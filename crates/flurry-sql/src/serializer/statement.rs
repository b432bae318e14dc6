use super::{Comma, Formatter, Ident, ToSql};

use flurry_core::{stmt, Error, Result};

impl ToSql for &stmt::Query {
    fn to_sql(self, f: &mut Formatter<'_>) -> Result<()> {
        fmt!(f, "SELECT ");

        if self.select.is_empty() {
            fmt!(f, "*");
        } else {
            fmt!(f, Comma(&self.select));
        }

        fmt!(f, " FROM " Ident(&self.from));

        if let Some(filter) = &self.filter {
            fmt!(f, " WHERE " filter);
        }

        if !self.order_by.is_empty() {
            fmt!(f, " ORDER BY " Comma(&self.order_by));
        }

        if let Some(limit) = &self.limit {
            fmt!(f, limit);
        }

        if let Some(lock) = self.lock {
            if !f.dialect().capability().select_for_update {
                return Err(Error::unsupported_feature("row-level locking (SELECT ... FOR UPDATE)"));
            }

            match lock {
                stmt::Lock::Update => fmt!(f, " FOR UPDATE"),
                stmt::Lock::Share => fmt!(f, " FOR SHARE"),
            }
        }

        Ok(())
    }
}

impl ToSql for &stmt::OrderByExpr {
    fn to_sql(self, f: &mut Formatter<'_>) -> Result<()> {
        fmt!(f, &self.expr);

        match self.order {
            Some(stmt::Direction::Asc) => fmt!(f, " ASC"),
            Some(stmt::Direction::Desc) => fmt!(f, " DESC"),
            None => {}
        }

        Ok(())
    }
}

/// `LIMIT n`, `LIMIT n OFFSET m` or, for an offset alone, `LIMIT null OFFSET m`.
impl ToSql for &stmt::Limit {
    fn to_sql(self, f: &mut Formatter<'_>) -> Result<()> {
        let offset = self.offset.filter(|offset| *offset != 0);

        match (self.limit, offset) {
            (Some(limit), _) => fmt!(f, " LIMIT " limit),
            (None, Some(_)) => fmt!(f, " LIMIT null"),
            (None, None) => {}
        }

        if let Some(offset) = offset {
            fmt!(f, " OFFSET " offset);
        }

        Ok(())
    }
}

====================

- Task directions -
Transcribe the listing above verbatim, leaving every line whole.

- Result below -
filename crates/flurry-sql/src/serializer/statement.rs
repository b432bae318e14dc6
use super::{Comma, Formatter, Ident, ToSql};

use flurry_core::{stmt, Error, Result};

impl ToSql for &stmt::Query {
    fn to_sql(self, f: &mut Formatter<'_>) -> Result<()> {
        fmt!(f, "SELECT ");

        if self.select.is_empty() {
            fmt!(f, "*");
        } else {
            fmt!(f, Comma(&self.select));
        }

        fmt!(f, " FROM " Ident(&self.from));

        if let Some(filter) = &self.filter {
            fmt!(f, " WHERE " filter);
        }

        if !self.order_by.is_empty() {
            fmt!(f, " ORDER BY " Comma(&self.order_by));
        }

        if let Some(limit) = &self.limit {
            fmt!(f, limit);
        }

        if let Some(lock) = self.lock {
            if !f.dialect().capability().select_for_update {
                return Err(Error::unsupported_feature("row-level locking (SELECT ... FOR UPDATE)"));
            }

            match lock {
                stmt::Lock::Update => fmt!(f, " FOR UPDATE"),
                stmt::Lock::Share => fmt!(f, " FOR SHARE"),
            }
        }

        Ok(())
    }
}

impl ToSql for &stmt::OrderByExpr {
    fn to_sql(self, f: &mut Formatter<'_>) -> Result<()> {
        fmt!(f, &self.expr);

        match self.order {
            Some(stmt::Direction::Asc) => fmt!(f, " ASC"),
            Some(stmt::Direction::Desc) => fmt!(f, " DESC"),
            None => {}
        }

        Ok(())
    }
}

/// `LIMIT n`, `LIMIT n OFFSET m` or, for an offset alone, `LIMIT null OFFSET m`.
impl ToSql for &stmt::Limit {
    fn to_sql(self, f: &mut Formatter<'_>) -> Result<()> {
        let offset = self.offset.filter(|offset| *offset != 0);

        match (self.limit, offset) {
            (Some(limit), _) => fmt!(f, " LIMIT " limit),
            (None, Some(_)) => fmt!(f, " LIMIT null"),
            (None, None) => {}
        }

        if let Some(offset) = offset {
            fmt!(f, " OFFSET " offset);
        }

        Ok(())
    }
}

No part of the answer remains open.